The evening before I was to leave, Quddus and an artist named Rashid took me out for dinner to a hip place where the waiters were dressed as cowboys. The servers attempted to be gruff, banging mugs on the table while serving drinks, but their forced impoliteness was somewhat at odds with the spiffy decor which included monitors embedded in the wall next to each table, playing music videos. The drinks, moreover, were not alcoholic, further distancing the restaurant from the wild west. Since liquor is more or less prohibited in eating houses in Pakistan, outside of luxury hotels, the serious partying happens in private homes. Rashid said I had to visit for Basant, when there was kite flying during the day and revelry in the evening. I had found Lahore an extremely convivial town, and said I'd be happy to return some year in February or early March. Unfortunately, the Punjab government banned kite flying soon after, ostensibly on safety grounds.
Before we drove to the cowboy eatery, we had visited the home of two artists, one of whom was moving to Delhi later that year. She asked if I'd take some of her books over, and I readily agreed since I had little luggage of my own. On my way to the airport, I stopped at Beaconhouse university, where she taught in the art school. It was a different world, full of boys and girls in tight T-shirts and jeans, the sort of clothes never seen on Lahore's streets.

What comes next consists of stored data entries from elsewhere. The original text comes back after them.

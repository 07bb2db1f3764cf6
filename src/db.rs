// src/db.rs
//! Postgres-backed session store, shared by every server instance.
//!
//! One row per session: the whole record as JSONB plus the version column
//! used for conditional writes. No change feed, so participants rely on
//! polling.
use async_trait::async_trait;
use sqlx::postgres::PgPoolOptions;
use sqlx::types::Json;
use sqlx::{Pool, Postgres, Row};
use tracing::{debug, info};

use crate::error::{Result, SessionError};
use crate::models::SessionRecord;
use crate::store::SessionStore;

pub async fn create_pool(database_url: &str, max_connections: u32) -> Result<Pool<Postgres>> {
    let pool = PgPoolOptions::new()
        .max_connections(max_connections)
        .connect(database_url)
        .await?;
    Ok(pool)
}

pub struct PgSessionStore {
    pool: Pool<Postgres>,
}

impl PgSessionStore {
    pub fn new(pool: Pool<Postgres>) -> Self {
        Self { pool }
    }

    pub async fn migrate(&self) -> Result<()> {
        sqlx::query(
            r#"
            CREATE TABLE IF NOT EXISTS sessions (
                id TEXT PRIMARY KEY,
                version BIGINT NOT NULL,
                record JSONB NOT NULL,
                updated_at TIMESTAMPTZ NOT NULL DEFAULT now()
            )
            "#,
        )
        .execute(&self.pool)
        .await?;
        info!("sessions table ready");
        Ok(())
    }
}

#[async_trait]
impl SessionStore for PgSessionStore {
    async fn get(&self, session_id: &str) -> Result<Option<SessionRecord>> {
        let row = sqlx::query("SELECT version, record FROM sessions WHERE id = $1")
            .bind(session_id)
            .fetch_optional(&self.pool)
            .await?;

        let Some(row) = row else {
            return Ok(None);
        };
        let version: i64 = row.try_get("version")?;
        let Json(mut record): Json<SessionRecord> = row.try_get("record")?;
        record.version = version as u64;
        Ok(Some(record))
    }

    async fn put(&self, session_id: &str, record: Option<SessionRecord>) -> Result<u64> {
        let Some(mut record) = record else {
            sqlx::query("DELETE FROM sessions WHERE id = $1")
                .bind(session_id)
                .execute(&self.pool)
                .await?;
            debug!(session_id, "session deleted");
            return Ok(0);
        };

        let expected = record.version;
        record.version = expected + 1;
        let version = record.version as i64;

        let result = if expected == 0 {
            sqlx::query(
                r#"
                INSERT INTO sessions (id, version, record)
                VALUES ($1, $2, $3)
                ON CONFLICT (id) DO NOTHING
                "#,
            )
            .bind(session_id)
            .bind(version)
            .bind(Json(&record))
            .execute(&self.pool)
            .await?
        } else {
            sqlx::query(
                r#"
                UPDATE sessions
                SET version = $2, record = $3, updated_at = now()
                WHERE id = $1 AND version = $4
                "#,
            )
            .bind(session_id)
            .bind(version)
            .bind(Json(&record))
            .bind(expected as i64)
            .execute(&self.pool)
            .await?
        };

        if result.rows_affected() == 0 {
            return Err(SessionError::Conflict(session_id.to_string()));
        }
        debug!(session_id, version, "session stored");
        Ok(record.version)
    }
}
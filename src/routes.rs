// src/routes.rs
use axum::{
    routing::{delete, get, post, put},
    Router,
};
use http::{header, Method};
use tower_http::cors::{Any, CorsLayer};

use crate::handlers::{self, AppState};

pub fn create_routes(state: AppState) -> Router {
    let cors = CorsLayer::new()
        .allow_origin(Any)
        .allow_methods([
            Method::GET,
            Method::POST,
            Method::PUT,
            Method::DELETE,
            Method::OPTIONS,
        ])
        .allow_headers([header::CONTENT_TYPE]);

    let api = Router::new()
        .route(
            "/sessions",
            post(handlers::create_session),
        )
        .route(
            "/sessions/{session_id}",
            get(handlers::get_session).delete(handlers::end_session),
        )
        .route(
            "/sessions/{session_id}/parameters",
            put(handlers::update_parameters),
        )
        .route(
            "/sessions/{session_id}/participants",
            post(handlers::join_session),
        )
        .route(
            "/sessions/{session_id}/participants/{participant_id}",
            delete(handlers::leave_session),
        )
        .route(
            "/sessions/{session_id}/participants/{participant_id}/progress",
            get(handlers::get_progress),
        )
        .route("/sessions/{session_id}/votes", post(handlers::cast_vote))
        .route(
            "/sessions/{session_id}/votes/{participant_id}",
            delete(handlers::restart),
        )
        .route(
            "/sessions/{session_id}/votes/{participant_id}/{place_id}",
            delete(handlers::undo_vote),
        )
        .route(
            "/sessions/{session_id}/consensus",
            get(handlers::get_consensus),
        );

    Router::new()
        .route("/health", get(handlers::health))
        .nest("/api", api)
        .layer(cors)
        .with_state(state)
}
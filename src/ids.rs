// src/ids.rs
//! Session and participant identifiers.
//!
//! Identifiers double as storage keys, so a collision would merge two
//! unrelated sessions. Session codes are short enough to type by hand but
//! carry ~62 bits of randomness; participants get a full UUID v4.
use rand::{distributions::Uniform, Rng};
use uuid::Uuid;

const SESSION_PREFIX: &str = "session-";
const PARTICIPANT_PREFIX: &str = "user-";
const SESSION_CODE_LEN: usize = 12;
const BASE36: &[u8] = b"0123456789abcdefghijklmnopqrstuvwxyz";

pub fn new_session_id() -> String {
    let mut rng = rand::thread_rng();
    let digits = Uniform::from(0..BASE36.len());
    let code: String = (0..SESSION_CODE_LEN)
        .map(|_| BASE36[rng.sample(digits)] as char)
        .collect();
    format!("{SESSION_PREFIX}{code}")
}

pub fn new_participant_id() -> String {
    format!("{PARTICIPANT_PREFIX}{}", Uuid::new_v4().simple())
}

#[cfg(test)]
mod tests {
    use super::*;
    use std::collections::HashSet;

    #[test]
    fn session_ids_are_prefixed_base36() {
        let id = new_session_id();
        let code = id.strip_prefix(SESSION_PREFIX).unwrap();
        assert_eq!(code.len(), SESSION_CODE_LEN);
        assert!(code.bytes().all(|b| BASE36.contains(&b)));
    }

    #[test]
    fn participant_ids_are_prefixed_uuids() {
        let id = new_participant_id();
        let raw = id.strip_prefix(PARTICIPANT_PREFIX).unwrap();
        assert!(Uuid::parse_str(raw).is_ok());
    }

    #[test]
    fn ids_do_not_repeat() {
        let sessions: HashSet<_> = (0..2000).map(|_| new_session_id()).collect();
        let users: HashSet<_> = (0..2000).map(|_| new_participant_id()).collect();
        assert_eq!(sessions.len(), 2000);
        assert_eq!(users.len(), 2000);
    }
}
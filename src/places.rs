// src/places.rs
use async_trait::async_trait;
use std::collections::HashSet;
use std::path::Path;
use tracing::info;

use crate::error::{Result, SessionError};
use crate::models::{Coordinates, Place};

#[derive(Debug, Clone, Copy, PartialEq)]
pub struct PlacesQuery {
    pub origin: Coordinates,
    pub radius_m: u32,
}

/// Supplies candidate places around a location. Implementations own their
/// retry policy; an `Err` means retries are exhausted.
#[async_trait]
pub trait PlacesSource: Send + Sync {
    async fn fetch_places(&self, query: &PlacesQuery) -> Result<Vec<Place>>;
}

/// Drops unnamed places and repeated ids, keeping the first occurrence.
pub fn dedupe_named(places: Vec<Place>) -> Vec<Place> {
    let mut seen = HashSet::new();
    places
        .into_iter()
        .filter(|p| {
            let name = p.name.trim();
            !name.is_empty() && !name.eq_ignore_ascii_case("unknown")
        })
        .filter(|p| seen.insert(p.place_id.clone()))
        .collect()
}

/// A fixed catalogue, filtered by distance. Used for offline runs and tests.
#[derive(Debug, Clone, Default)]
pub struct StaticPlacesSource {
    places: Vec<Place>,
}

impl StaticPlacesSource {
    pub fn new(places: Vec<Place>) -> Self {
        Self { places }
    }

    /// Loads a JSON array of places.
    pub async fn from_file(path: &Path) -> Result<Self> {
        let raw = tokio::fs::read_to_string(path).await.map_err(|e| {
            SessionError::Config(format!("cannot read places fixture {}: {e}", path.display()))
        })?;
        let places: Vec<Place> = serde_json::from_str(&raw).map_err(|e| {
            SessionError::Config(format!("malformed places fixture {}: {e}", path.display()))
        })?;
        info!(count = places.len(), path = %path.display(), "loaded places fixture");
        Ok(Self::new(places))
    }
}

#[async_trait]
impl PlacesSource for StaticPlacesSource {
    async fn fetch_places(&self, query: &PlacesQuery) -> Result<Vec<Place>> {
        let radius = f64::from(query.radius_m);
        let nearby = self
            .places
            .iter()
            .filter(|p| query.origin.distance_m(&p.coordinates()) <= radius)
            .cloned()
            .collect();
        Ok(dedupe_named(nearby))
    }
}
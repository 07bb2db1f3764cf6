// src/poll.rs
use serde::{Deserialize, Serialize};

use crate::ledger::Ledger;
use crate::models::Place;

/// A single voter's like is not consensus.
pub const QUORUM: usize = 2;

#[derive(Debug, Clone, PartialEq, Serialize, Deserialize)]
pub struct ConsensusEntry {
    pub place: Place,
    /// Share of participants who liked the place, rounded to a whole percent.
    pub agreement: u32,
    pub votes: usize,
}

/// `round(100 * n / d)` with halves rounded up, in integer arithmetic.
fn percentage(votes: usize, participants: usize) -> u32 {
    let d = participants.max(1) as u64;
    let n = votes as u64;
    ((200 * n + d) / (2 * d)) as u32
}

/// Places with at least [`QUORUM`] likes, best agreement first. Ties keep
/// the order of `places`.
pub fn compute_consensus(places: &[Place], votes: &Ledger, participant_count: usize) -> Vec<ConsensusEntry> {
    let mut results: Vec<ConsensusEntry> = places
        .iter()
        .filter_map(|place| {
            let count = votes.count(&place.place_id);
            (count >= QUORUM).then(|| ConsensusEntry {
                place: place.clone(),
                agreement: percentage(count, participant_count),
                votes: count,
            })
        })
        .collect();

    results.sort_by(|a, b| b.agreement.cmp(&a.agreement));
    results
}

#[cfg(test)]
mod tests {
    use super::*;

    fn places(ids: &[&str]) -> Vec<Place> {
        ids.iter().map(|id| Place::new(*id, *id, 0.0, 0.0)).collect()
    }

    fn ledger(entries: &[(&str, &[&str])]) -> Ledger {
        entries
            .iter()
            .flat_map(|(place, who)| who.iter().map(move |w| (place.to_string(), w.to_string())))
            .collect()
    }

    #[test]
    fn single_votes_are_below_quorum() {
        let list = places(&["X", "Y"]);
        let votes = ledger(&[("X", &["p1", "p2"][..]), ("Y", &["p1"][..])]);

        let result = compute_consensus(&list, &votes, 2);
        assert_eq!(result.len(), 1);
        assert_eq!(result[0].place.place_id, "X");
        assert_eq!(result[0].agreement, 100);
        assert_eq!(result[0].votes, 2);
    }

    #[test]
    fn sorted_by_agreement_with_stable_ties() {
        let list = places(&["A", "B", "C", "D"]);
        let votes = ledger(&[
            ("A", &["p1", "p2"][..]),
            ("B", &["p1", "p2", "p3"][..]),
            ("C", &["p3", "p4"][..]),
            ("D", &["p1", "p2", "p3", "p4"][..]),
        ]);

        let order: Vec<_> = compute_consensus(&list, &votes, 4)
            .into_iter()
            .map(|e| (e.place.place_id, e.agreement))
            .collect();
        assert_eq!(
            order,
            vec![
                ("D".to_string(), 100),
                ("B".to_string(), 75),
                ("A".to_string(), 50),
                ("C".to_string(), 50),
            ]
        );
    }

    #[test]
    fn rounds_half_up() {
        assert_eq!(percentage(2, 3), 67);
        assert_eq!(percentage(1, 3), 33);
        assert_eq!(percentage(1, 8), 13);
        assert_eq!(percentage(2, 0), 200);
    }

    #[test]
    fn votes_for_unlisted_places_are_ignored() {
        let list = places(&["X"]);
        let votes = ledger(&[("gone", &["p1", "p2"][..])]);
        assert!(compute_consensus(&list, &votes, 2).is_empty());
    }
}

At the airport I was surprised (OK, shocked) to find luggage inspections being directed by two white men. My carton of books was suspicious enough for one of them to handle it personally. As he swirled a high tech form of litmus paper around the box, he asked questions in a Brit accent. After answering, I asked what people like him were doing in charge of Pakistani airport security? "It's a collaboration between our two governments", he said pleasantly. "Collaboration? So are a few Pakistanis flying out to take charge of security at Heathrow, then?" His expression darkened. We have a wise guy here, I could see him think. But he said nothing, just pointed me to a counter where my carton could be resealed.